Horicon is a special place; from eye-level it can appear very two-dimensional, a sea of grass not unlike the Florida Everglades. Also like the Everglades, from above it opens up into a vast landscape mosaic. Horicon has grasslands on the overlooks, and a patchwork of open water, marshes, wooded islands, and mudflats below. We first made our way around the Auto Loop in search of migrants and marsh birds, and were treated to several fleeting single-observer (Michael) glimpses of a Least Bittern, and then to some excellent views of a single bird perched on a cattail clump for the whole group. American Bittern and Common Gallinule were both heard, the latter also seen, and we picked up Black and Forster’s Tern before wrapping up the drive. Highway 49 gave us a boost in shorebird sightings (Black-bellied Plover, Black-necked Stilt, and several peep species) as well as some ducks we had been missing (Gadwall, American Widgeon). We all agreed that if we spent the rest of the day there picking through birds, it would be totally enjoyable, but we had to push on. A race up to Stumpf Rd. yielded a Lesser Yellowlegs, a Great Egret (finally), and a surprise American Black Duck after which we high-tailed it towards Sheboygan.
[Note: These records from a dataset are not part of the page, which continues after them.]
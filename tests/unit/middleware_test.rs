use assert_matches::assert_matches;
use axum::http::{header, HeaderMap, HeaderValue};
use deploy_settings::middleware::{cors_layer, https_redirect, is_secure_request, security_headers};
use deploy_settings::SettingsError;

use crate::test_utils::{development, production};

#[test]
fn test_cors_layer_builds_for_configured_origins() {
    let settings = production(&[("CORS_ALLOWED_ORIGINS", "https://hub.example.com")]);

    assert!(cors_layer(&settings.cors).is_ok());
}

#[test]
fn test_cors_layer_builds_for_empty_origins() {
    assert!(cors_layer(&production(&[]).cors).is_ok());
}

#[test]
fn test_cors_layer_rejects_wildcard_origin() {
    let settings = production(&[("CORS_ALLOWED_ORIGINS", "*")]);

    assert_matches!(
        cors_layer(&settings.cors),
        Err(SettingsError::InvalidHeader { ref value, .. }) if value == "*"
    );
}

#[test]
fn test_cors_layer_rejects_bad_header_names() {
    let mut cors = production(&[]).cors;
    cors.allow_headers.push("x bad header".to_string());

    assert_matches!(cors_layer(&cors), Err(SettingsError::InvalidHeader { .. }));
}

#[test]
fn test_production_security_headers() {
    let headers = security_headers(&production(&[]).security).unwrap();

    let get = |name: &header::HeaderName| {
        headers
            .iter()
            .find(|(n, _)| n == name)
            .map(|(_, v)| v.to_str().unwrap().to_string())
    };

    assert_eq!(
        get(&header::STRICT_TRANSPORT_SECURITY).as_deref(),
        Some("max-age=31536000; includeSubDomains; preload")
    );
    assert_eq!(get(&header::X_CONTENT_TYPE_OPTIONS).as_deref(), Some("nosniff"));
    assert_eq!(get(&header::X_FRAME_OPTIONS).as_deref(), Some("DENY"));
    assert_eq!(get(&header::X_XSS_PROTECTION).as_deref(), Some("1; mode=block"));
}

#[test]
fn test_development_omits_hsts() {
    let headers = security_headers(&development(&[]).security).unwrap();

    assert!(headers
        .iter()
        .all(|(name, _)| *name != header::STRICT_TRANSPORT_SECURITY));
}

#[test]
fn test_proxy_header_marks_request_secure() {
    let security = production(&[]).security;
    let mut headers = HeaderMap::new();

    assert!(!is_secure_request(&security, &headers, false));
    assert!(is_secure_request(&security, &headers, true));

    headers.insert("x-forwarded-proto", HeaderValue::from_static("https"));
    assert!(is_secure_request(&security, &headers, false));

    headers.insert("x-forwarded-proto", HeaderValue::from_static("http"));
    assert!(!is_secure_request(&security, &headers, false));
}

#[test]
fn test_https_redirect() {
    let security = production(&[]).security;

    assert_eq!(
        https_redirect(&security, "example.com", "/api/me?x=1", false).as_deref(),
        Some("https://example.com/api/me?x=1")
    );
    assert_eq!(https_redirect(&security, "example.com", "/api/me", true), None);
    assert_eq!(https_redirect(&security, "example.com", "/health/", false), None);

    let relaxed = production(&[("SECURE_SSL_REDIRECT", "false")]).security;
    assert_eq!(https_redirect(&relaxed, "example.com", "/api/me", false), None);
}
En route to Sheboygan, we did some tallying and came up with an idea to pick up a few songbirds on the way. Our target location was the Greenbush Picnic Area in the northern Kettle Moraine. Theoretically, it would have been right off of the highway and promised easy detections for Cerulean and Mourning Warbler, as well as Acadian Flycatcher. As of this writing we’re still not sure whether we found the picnic area or not, but it’s safe to say that we picked up no new birds during this excursion, and lost about 30 minutes of precious daylight in the process. Feeling dejected, we got right back on the highway and pointed our van towards Sheboygan.

This was the first Little Gull we found during scouting. On game day we had an adult. How many more good gulls are hiding among the masses at Sheboygan right now??

This was the first Little Gull we found during scouting. On game day we had an adult. How many more good gulls are hiding among the masses at Sheboygan right now??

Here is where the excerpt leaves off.